Though last year's vaccine was mostly ineffective in thwarting the flu, it still prevented nearly 30% of hospitalizations that might have resulted, according to CDC calculations. For older adults, that rate was even higher, at 37%. Plus, the vaccine reduced outpatient visits by 42% last season.

The CDC advises everyone 6 months and older to get a flu shot, as only injectable flu vaccines are recommended. More than 130 million doses of flu vaccine have been distributed so far this year and flu activity is still low across the nation.

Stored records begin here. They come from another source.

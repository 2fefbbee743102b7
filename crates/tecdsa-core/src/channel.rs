//! Sealed delivery of DKG shares to their recipient
//!
//! Each share is sealed to the recipient's enrolled x25519 channel key with a
//! fresh ephemeral key, so only the recipient can open it even though it is
//! relayed through the coordinator.

use chacha20poly1305::{
    aead::{Aead, KeyInit, Payload},
    ChaCha20Poly1305, Key, Nonce,
};
use k256::Scalar;
use rand::{rngs::OsRng, RngCore};
use serde::{Deserialize, Serialize};
use x25519_dalek::{EphemeralSecret, PublicKey, ReusableSecret};
use zeroize::Zeroize;

use crate::types::{bytes32_hex, scalar_from_bytes};
use crate::{CeremonyId, Error, Result};

const SEAL_CONTEXT: &str = "tecdsa-ceremony 2024 dkg share seal v1";

/// A share encrypted to one recipient
#[derive(Debug, Clone, PartialEq, Eq, Serialize, Deserialize)]
pub struct SealedShare {
    /// Sender's ephemeral x25519 public key
    #[serde(with = "bytes32_hex")]
    pub ephemeral_public: [u8; 32],
    /// ChaCha20-Poly1305 nonce
    #[serde(with = "nonce_hex")]
    pub nonce: [u8; 12],
    /// Ciphertext with tag
    #[serde(with = "vec_hex")]
    pub ciphertext: Vec<u8>,
}

/// Binds a sealed share to its ceremony and direction
pub fn share_aad(ceremony_id: &CeremonyId, sender: &str, recipient: &str) -> Vec<u8> {
    let mut aad = Vec::with_capacity(16 + sender.len() + recipient.len() + 1);
    aad.extend_from_slice(ceremony_id.as_bytes());
    aad.extend_from_slice(sender.as_bytes());
    aad.push(0);
    aad.extend_from_slice(recipient.as_bytes());
    aad
}

/// Long-lived channel key of a device
pub struct ChannelSecret {
    secret: ReusableSecret,
}

impl ChannelSecret {
    /// Generate a new channel key
    pub fn random() -> Self {
        Self {
            secret: ReusableSecret::random_from_rng(OsRng),
        }
    }

    /// Public half, published at enrollment
    pub fn public_key(&self) -> [u8; 32] {
        PublicKey::from(&self.secret).to_bytes()
    }

    /// Open a sealed share addressed to this key
    pub fn open(&self, sealed: &SealedShare, aad: &[u8]) -> Result<Scalar> {
        let ephemeral = PublicKey::from(sealed.ephemeral_public);
        let shared = self.secret.diffie_hellman(&ephemeral);
        let mut key = derive_key(shared.as_bytes(), &sealed.ephemeral_public, &self.public_key());

        let cipher = ChaCha20Poly1305::new(Key::from_slice(&key));
        key.zeroize();
        let mut plaintext = cipher
            .decrypt(
                Nonce::from_slice(&sealed.nonce),
                Payload {
                    msg: &sealed.ciphertext,
                    aad,
                },
            )
            .map_err(|_| Error::Crypto("Sealed share failed to open".into()))?;

        let share = scalar_from_bytes(&plaintext);
        plaintext.zeroize();
        share
    }
}

/// Seal a share to `recipient_public`
pub fn seal(share: &Scalar, recipient_public: &[u8; 32], aad: &[u8]) -> Result<SealedShare> {
    let ephemeral = EphemeralSecret::random_from_rng(OsRng);
    let ephemeral_public = PublicKey::from(&ephemeral).to_bytes();
    let shared = ephemeral.diffie_hellman(&PublicKey::from(*recipient_public));
    let mut key = derive_key(shared.as_bytes(), &ephemeral_public, recipient_public);

    let mut nonce = [0u8; 12];
    OsRng.fill_bytes(&mut nonce);

    let cipher = ChaCha20Poly1305::new(Key::from_slice(&key));
    key.zeroize();
    let mut plaintext = [0u8; 32];
    plaintext.copy_from_slice(&share.to_bytes());
    let ciphertext = cipher
        .encrypt(
            Nonce::from_slice(&nonce),
            Payload {
                msg: plaintext.as_slice(),
                aad,
            },
        )
        .map_err(|_| Error::Crypto("Failed to seal share".into()))?;
    plaintext.zeroize();

    Ok(SealedShare {
        ephemeral_public,
        nonce,
        ciphertext,
    })
}

fn derive_key(shared: &[u8; 32], ephemeral_public: &[u8; 32], recipient_public: &[u8; 32]) -> [u8; 32] {
    let mut material = [0u8; 96];
    material[..32].copy_from_slice(shared);
    material[32..64].copy_from_slice(ephemeral_public);
    material[64..].copy_from_slice(recipient_public);
    let key = blake3::derive_key(SEAL_CONTEXT, &material);
    material.zeroize();
    key
}

mod nonce_hex {
    use serde::{Deserialize, Deserializer, Serializer};

    pub fn serialize<S: Serializer>(bytes: &[u8; 12], serializer: S) -> Result<S::Ok, S::Error> {
        serializer.serialize_str(&hex::encode(bytes))
    }

    pub fn deserialize<'de, D: Deserializer<'de>>(deserializer: D) -> Result<[u8; 12], D::Error> {
        let s = String::deserialize(deserializer)?;
        let bytes = hex::decode(s).map_err(serde::de::Error::custom)?;
        bytes
            .try_into()
            .map_err(|_| serde::de::Error::custom("expected 12 bytes"))
    }
}

mod vec_hex {
    use serde::{Deserialize, Deserializer, Serializer};

    pub fn serialize<S: Serializer>(bytes: &[u8], serializer: S) -> Result<S::Ok, S::Error> {
        serializer.serialize_str(&hex::encode(bytes))
    }

    pub fn deserialize<'de, D: Deserializer<'de>>(deserializer: D) -> Result<Vec<u8>, D::Error> {
        let s = String::deserialize(deserializer)?;
        hex::decode(s).map_err(serde::de::Error::custom)
    }
}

It's still early days, but experts believe we may be facing a tough season, and not only because of vaccine concerns.

The reason?

Australia had a tough flu season this year, with a total of 215,280 laboratory-confirmed cases and 504 flu-associated deaths reported to its National Notifiable Diseases Surveillance System as of October 13, government data show. According to a surveillance system report, adults over the age of 80 and children between 5 and 9 years old have been most affected.

"In general, we get in our season what the Southern Hemisphere got in the season immediately preceding us," Dr. Anthony Fauci, director of the United States' National Institute of Allergy and Infectious Diseases, said in an interview last month.

An "intelligent guess," therefore, is that the Northern Hemisphere, like the Southern Hemisphere, will likely battle more cases of the viral infection, he said, though "with influenza, it is never 100%."

"If H3N2 viruses dominate the US flu season again this year, vaccine effectiveness will likely be moderate to low again," said Hensley.

Still, he said, everyone should get their annual flu shot.

"The other components of the vaccine, like H1N1 and influenza B, will likely provide excellent protection," said Hensley. "The vaccine will also likely prevent severe disease and death caused by H3N2 viruses, even though this component of the vaccine is mismatched."